YOUR TASK =
What lines in the data hold the string "Scorer"? Show them.

GIVEN RECORDS Start Marker

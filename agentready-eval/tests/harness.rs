//! Harness runs over the python_starter fixture with the deterministic mock
//! benchmark.

use agentready_align::CommandRunner;
use agentready_assess::{Registry, Scanner};
use agentready_eval::{
    BenchmarkError, BenchmarkRunner, EvalError, EvalHarness, EvalSettings, ImpactLedger,
    MockBenchmarkRunner, Selection,
};
use agentready_hash::hash_tree;
use agentready_score::Scorer;
use agentready_types::eval::Significance;
use agentready_types::{CancelFlag, Tier};
use anyhow::bail;
use async_trait::async_trait;
use camino::{Utf8Path, Utf8PathBuf};
use fs_err as fs;
use pretty_assertions::assert_eq;
use std::path::Path;
use std::sync::Arc;
use std::sync::atomic::{AtomicU32, Ordering};
use std::time::Duration;
use tempfile::TempDir;

fn fixture(name: &str) -> (TempDir, Utf8PathBuf) {
    let manifest_dir = Path::new(env!("CARGO_MANIFEST_DIR"));
    let src = manifest_dir
        .parent()
        .expect("workspace root")
        .join("tests")
        .join("fixtures")
        .join(name)
        .join("repo");
    let temp = TempDir::new().expect("temp dir");
    let root = temp.path().join(name);
    copy_dir_all(&src, &root).expect("copy fixture");
    let root = Utf8PathBuf::from_path_buf(root).expect("utf8 path");
    (temp, root)
}

fn copy_dir_all(src: &Path, dst: &Path) -> std::io::Result<()> {
    fs::create_dir_all(dst)?;
    for entry in std::fs::read_dir(src)? {
        let entry = entry?;
        let target = dst.join(entry.file_name());
        if entry.file_type()?.is_dir() {
            copy_dir_all(&entry.path(), &target)?;
        } else {
            fs::copy(entry.path(), target)?;
        }
    }
    Ok(())
}

fn settings() -> EvalSettings {
    EvalSettings {
        iterations: 3,
        timeout: Duration::from_secs(30),
        ..EvalSettings::default()
    }
}

fn harness(root: &Utf8Path, runner: Arc<dyn BenchmarkRunner>) -> EvalHarness {
    let scanner = Scanner::new(Registry::builtin(), Scorer::default()).with_parallelism(2);
    EvalHarness::new(root, scanner, runner, settings()).with_command_runner(Arc::new(LockWriter))
}

fn ids(selection: &[&str]) -> Selection {
    Selection::Attributes(selection.iter().map(|s| s.to_string()).collect())
}

struct LockWriter;

impl CommandRunner for LockWriter {
    fn run(&self, argv: &[String], cwd: &Utf8Path) -> anyhow::Result<()> {
        match argv.first().map(String::as_str) {
            Some("uv") => {
                fs::write(cwd.join("uv.lock"), "version = 1\n")?;
                Ok(())
            }
            other => bail!("unexpected command {other:?}"),
        }
    }
}

struct Broken;

impl CommandRunner for Broken {
    fn run(&self, _argv: &[String], _cwd: &Utf8Path) -> anyhow::Result<()> {
        bail!("lock tool crashed")
    }
}

/// Behaves like the mock for the first `available` calls, then disappears.
struct Vanishing {
    available: u32,
    calls: AtomicU32,
}

#[async_trait]
impl BenchmarkRunner for Vanishing {
    fn name(&self) -> &str {
        "vanishing"
    }

    async fn run(&self, workspace: &Utf8Path, iteration: u32) -> Result<f64, BenchmarkError> {
        if self.calls.fetch_add(1, Ordering::SeqCst) >= self.available {
            return Err(BenchmarkError::Unavailable("benchmark uninstalled".to_string()));
        }
        MockBenchmarkRunner.run(workspace, iteration).await
    }
}

#[tokio::test]
async fn trials_are_recorded_and_the_source_is_untouched() {
    let (_temp, root) = fixture("python_starter");
    let before = hash_tree(&root).expect("hash");
    let out = TempDir::new().expect("temp dir");
    let ledger_dir = Utf8PathBuf::from_path_buf(out.path().to_path_buf()).expect("utf8");
    let ledger = Arc::new(ImpactLedger::persistent(ledger_dir.clone()));

    let summary = harness(&root, Arc::new(MockBenchmarkRunner))
        .with_ledger(ledger.clone())
        .run(&ids(&["claude_md_file", "dependency_pinning"]))
        .await
        .expect("evaluation");

    assert_eq!(hash_tree(&root).expect("hash"), before);
    assert_eq!(summary.total_tested, 2);
    assert_eq!(summary.baseline.n, 3);
    assert_eq!(summary.tier_averages.len(), 4);
    assert!(summary.impacts[0].delta >= summary.impacts[1].delta);

    for impact in &summary.impacts {
        assert_eq!(impact.tier, Tier::Essential);
        assert_eq!(impact.fixes_applied, 1, "{}", impact.attribute_id);
        assert_eq!(impact.samples.len(), 3);
        assert_eq!(impact.delta, impact.post_mean - impact.baseline_mean);
    }
    let pinning = summary
        .impacts
        .iter()
        .find(|i| i.attribute_id == "dependency_pinning")
        .expect("pinning trial");
    assert_eq!(pinning.remediation_log, vec!["RUN uv lock".to_string()]);

    assert_eq!(ledger.baseline().map(|b| b.n), Some(3));
    assert!(ledger_dir.join("baseline/summary.json").is_file());
    assert!(ledger_dir.join("assessors/claude_md_file/impact.json").is_file());
    assert!(ledger_dir.join("summary.json").is_file());

    let reloaded = ImpactLedger::load(ledger_dir).expect("load");
    assert_eq!(reloaded.len(), 2);
}

#[tokio::test]
async fn baseline_is_a_function_of_the_tree() {
    let (_temp, root) = fixture("python_starter");
    let harness = harness(&root, Arc::new(MockBenchmarkRunner));

    let first = harness.establish_baseline().await.expect("baseline");
    let second = harness.establish_baseline().await.expect("baseline");
    assert_eq!(first.samples, second.samples);
    assert_eq!(first.fingerprint, second.fingerprint);
    assert_eq!(first.n, 3);
    assert!(first.dropped.is_empty());
}

#[tokio::test]
async fn trial_without_an_applicable_fix_still_measures() {
    let (_temp, root) = fixture("python_starter");
    let harness = harness(&root, Arc::new(MockBenchmarkRunner)).with_command_runner(Arc::new(Broken));
    let baseline = harness.establish_baseline().await.expect("baseline");

    let impact = harness
        .run_trial("dependency_pinning", &baseline)
        .await
        .expect("trial");

    assert_eq!(impact.fixes_applied, 0);
    assert!(impact.remediation_log.is_empty());
    assert_eq!(impact.samples.len(), 3);
    // Nothing changed, so the mock reproduces the baseline exactly.
    assert_eq!(impact.samples, baseline.samples);
    assert_eq!(impact.delta, 0.0);
    assert_eq!(impact.significance, Significance::NotSignificant);
}

#[tokio::test]
async fn unknown_attribute_fails_before_measuring() {
    let (_temp, root) = fixture("python_starter");
    let runner = Arc::new(Vanishing {
        available: 100,
        calls: AtomicU32::new(0),
    });
    let err = harness(&root, runner.clone())
        .run(&ids(&["no_such_attribute"]))
        .await
        .expect_err("unknown id");

    assert!(matches!(err, EvalError::Config(_)));
    assert_eq!(runner.calls.load(Ordering::SeqCst), 0);
}

#[tokio::test]
async fn unavailable_benchmark_aborts_after_the_baseline() {
    let (_temp, root) = fixture("python_starter");
    let ledger = Arc::new(ImpactLedger::in_memory());
    let runner = Arc::new(Vanishing {
        available: 3,
        calls: AtomicU32::new(0),
    });

    let err = harness(&root, runner)
        .with_ledger(ledger.clone())
        .run(&ids(&["claude_md_file"]))
        .await
        .expect_err("benchmark vanished");

    assert!(matches!(err, EvalError::BenchmarkUnavailable(_)));
    assert!(ledger.baseline().is_some());
    assert!(ledger.is_empty());
}

#[tokio::test]
async fn cancelled_run_keeps_the_baseline_and_starts_no_trials() {
    let (_temp, root) = fixture("python_starter");
    let ledger = Arc::new(ImpactLedger::in_memory());
    let cancel = CancelFlag::new();
    cancel.cancel();

    let summary = harness(&root, Arc::new(MockBenchmarkRunner))
        .with_ledger(ledger.clone())
        .with_cancel(cancel)
        .run(&Selection::All)
        .await
        .expect("cancelled run still summarises");

    assert_eq!(summary.total_tested, 0);
    assert!(ledger.baseline().is_some());
    assert!(ledger.is_empty());
}

#[tokio::test]
async fn tier_selection_only_trials_that_tier() {
    let (_temp, root) = fixture("python_starter");
    let expected = Registry::builtin().for_tier(Tier::Advanced).len();

    let summary = harness(&root, Arc::new(MockBenchmarkRunner))
        .run(&Selection::Tier(Tier::Advanced))
        .await
        .expect("evaluation");

    assert_eq!(summary.total_tested as usize, expected);
    assert!(summary.impacts.iter().all(|i| i.tier == Tier::Advanced));
    let advanced = &summary.tier_averages[3];
    assert_eq!(advanced.tier, Tier::Advanced);
    assert_eq!(advanced.attributes_tested as usize, expected);
}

GIVEN RECORDS End Marker

SOLUTION FOR THIS TASK =
use agentready_score::Scorer;
    let scanner = Scanner::new(Registry::builtin(), Scorer::default()).with_parallelism(2);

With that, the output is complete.